Juding guide - jury briefings

Award Purpose
This award recognises outstanding documentary and photojournalistic exhibitions that reveal real events and lived experience shaped by social and political forces

What Jurors Should Prioritise
• Accuracy, authenticity and ethical representation
• Narrative strength and coherence across the full exhibition
• Clarity of context through captions, sequencing and supporting text to ensure images are understood as intended
• Insight into people, communities or situations that are often overlooked
• Sensitivity when portraying hardship, conflict or trauma
• Visual craft that supports the story without overshadowing it
• Depth of access, trust and sustained commitment by the photographer

Evaluation Focus
Jurors should consider how effectively the work communicates truth, provides understanding and elevates the voices of those represented. The strongest exhibitions show evidence of long-term engagement, emotional intelligence and an ability to frame difficult subjects with fairness and respect.

Award Purpose
This award recognises outstanding environmental and conservation-focused exhibitions that deepen public understanding of ecosystems, biodiversity, climate impact and the relationship between human activity and the natural world.

What Jurors Should Prioritise
• Clarity and accuracy of the environmental or conservation narrative
• Evidence of ecological change, pressure, resilience or recovery, shown through visual storytelling
• Subject knowledge and contextual integrity, avoiding simplification or visual cliché
• Respectful representation of wildlife, habitats and affected communities, with responsible field ethics
• Narrative coherence across the full exhibition, including captions and sequencing
• Visual craft that supports understanding, whether through scientific precision, atmosphere, or both
• A sense of consequence, showing why the subject matters now and what is at stake

Evaluation Focus
Jurors should consider how effectively the exhibition builds understanding and emotional connection without exaggeration or sentimentality. The strongest work combines visual excellence with ecological insight, uses context to support credibility, and leaves the viewer with a clearer sense of what is changing, why it matters and what must be protected.

Award Purpose
This award recognises outstanding exhibitions that demonstrate artistic vision, creative intent and expressive use of photography.

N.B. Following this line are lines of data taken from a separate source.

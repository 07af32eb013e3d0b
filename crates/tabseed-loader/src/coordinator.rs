//! Run coordinator
//!
//! Runs the tables of a load one after another:
//!
//! ```text
//! provision -> purge (replace policy, pre-existing tables) -> read input -> write
//! ```
//!
//! A failure at any step marks that table failed and moves on to the next.
//! Nothing below this level aborts the run.

use serde::Serialize;
use std::sync::Arc;
use std::time::Instant;
use tabseed_common::{ReconciliationPolicy, RunTally};
use tracing::{error, info, warn};

use crate::config::TablePlan;
use crate::engine::BatchWriter;
use crate::provision::{Provisioner, TableState};
use crate::reconcile::{PurgeReport, Reconciler};
use crate::source::RecordSource;

/// Outcome of one table's pipeline
#[derive(Debug, Clone, PartialEq, Serialize)]
pub struct TableReport {
    pub table: String,
    pub passed: bool,
    #[serde(skip_serializing_if = "Option::is_none")]
    pub state: Option<TableState>,
    #[serde(skip_serializing_if = "Option::is_none")]
    pub purge: Option<PurgeReport>,
    #[serde(skip_serializing_if = "Option::is_none")]
    pub tally: Option<RunTally>,
    #[serde(skip_serializing_if = "Option::is_none")]
    pub failure: Option<String>,
}

impl TableReport {
    fn new(table: &str) -> Self {
        Self {
            table: table.to_string(),
            passed: false,
            state: None,
            purge: None,
            tally: None,
            failure: None,
        }
    }

    fn fail(mut self, reason: impl Into<String>) -> Self {
        self.passed = false;
        self.failure = Some(reason.into());
        self
    }
}

/// Per-table results of a run, in execution order
#[derive(Debug, Clone, PartialEq, Serialize)]
pub struct RunSummary {
    pub policy: ReconciliationPolicy,
    pub tables: Vec<TableReport>,
    pub duration_seconds: f64,
}

impl RunSummary {
    pub fn passed_count(&self) -> usize {
        self.tables.iter().filter(|t| t.passed).count()
    }

    pub fn failed_count(&self) -> usize {
        self.tables.len() - self.passed_count()
    }

    pub fn all_passed(&self) -> bool {
        self.tables.iter().all(|t| t.passed)
    }

    pub fn get(&self, table: &str) -> Option<&TableReport> {
        self.tables.iter().find(|t| t.table == table)
    }

    /// Log one line per table plus the totals
    pub fn log(&self) {
        for report in &self.tables {
            let (written, errors) = report
                .tally
                .map_or((0, 0), |t| (t.success_count, t.error_count));
            if report.passed {
                info!(table = %report.table, written, errors, "PASS");
            } else {
                warn!(
                    table = %report.table,
                    written,
                    errors,
                    reason = report.failure.as_deref().unwrap_or("item errors"),
                    "FAIL"
                );
            }
        }
        info!(
            passed = self.passed_count(),
            failed = self.failed_count(),
            duration_secs = self.duration_seconds,
            "Load finished"
        );
    }
}

pub struct Coordinator {
    provisioner: Provisioner,
    reconciler: Reconciler,
    writer: BatchWriter,
    source: Arc<dyn RecordSource>,
    policy: ReconciliationPolicy,
}

impl Coordinator {
    pub fn new(
        provisioner: Provisioner,
        reconciler: Reconciler,
        writer: BatchWriter,
        source: Arc<dyn RecordSource>,
        policy: ReconciliationPolicy,
    ) -> Self {
        Self {
            provisioner,
            reconciler,
            writer,
            source,
            policy,
        }
    }

    /// Run every table in order and summarise
    pub async fn run(&self, plans: &[TablePlan]) -> RunSummary {
        let started = Instant::now();
        info!(tables = plans.len(), policy = %self.policy, "Starting load");

        let mut tables = Vec::with_capacity(plans.len());
        for (index, plan) in plans.iter().enumerate() {
            info!(
                "[{}/{}] {}",
                index + 1,
                plans.len(),
                plan.descriptor
            );
            tables.push(self.run_table(plan).await);
        }

        RunSummary {
            policy: self.policy,
            tables,
            duration_seconds: started.elapsed().as_secs_f64(),
        }
    }

    /// Provision, reconcile and load one table
    pub async fn run_table(&self, plan: &TablePlan) -> TableReport {
        let descriptor = &plan.descriptor;
        let table = descriptor.table_name();
        let mut report = TableReport::new(table);

        let state = match self.provisioner.provision(descriptor).await {
            Ok(state) => state,
            Err(err) => {
                error!(table, "Skipping table: {}", err);
                return report.fail(err.to_string());
            },
        };
        report.state = Some(state);

        // Create-only tables keep whatever they hold, whatever the policy
        let Some(file) = &plan.file else {
            info!(table, "No input file, table provisioned only");
            report.passed = true;
            return report;
        };

        // A table created by this run is known to be empty
        if state == TableState::AlreadyExisted {
            match self.reconciler.apply_policy(descriptor, self.policy).await {
                Ok(purge) => report.purge = Some(purge),
                Err(err) => {
                    error!(table, "Skipping table: {}", err);
                    return report.fail(err.to_string());
                },
            }
        }

        let records = match self.source.load(file).await {
            Ok(records) => records,
            Err(err) => {
                error!(table, "Skipping table: {}", err);
                return report.fail(err.to_string());
            },
        };

        let tally = self.writer.write_all(descriptor, records).await;
        report.passed = tally.passed();
        report.tally = Some(tally);
        report
    }
}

It honours work that uses the photographic medium to explore ideas, emotion, identity, place or form, prioritising interpretation and visual language over documentation.

What Jurors Should Prioritise
• Clarity of artistic intent and conceptual framework
• Strength and coherence of the visual language across the full exhibition
• Originality of approach in subject matter, form, sequencing or technique
• The ability of the work to sustain emotional or intellectual engagement
• Thoughtful use of composition, colour, light, space and pacing as expressive tools
• Consistency between concept, image making and presentation
• Confidence of authorship and a clear personal voice

Evaluation Focus
Jurors should consider how effectively the exhibition functions as a unified body of work rather than a collection of individual images. The strongest exhibitions demonstrate refined visual judgement, sustained creative logic and an ability to invite interpretation without relying heavily on explanation. The award favours work that rewards close looking and reveals depth over time.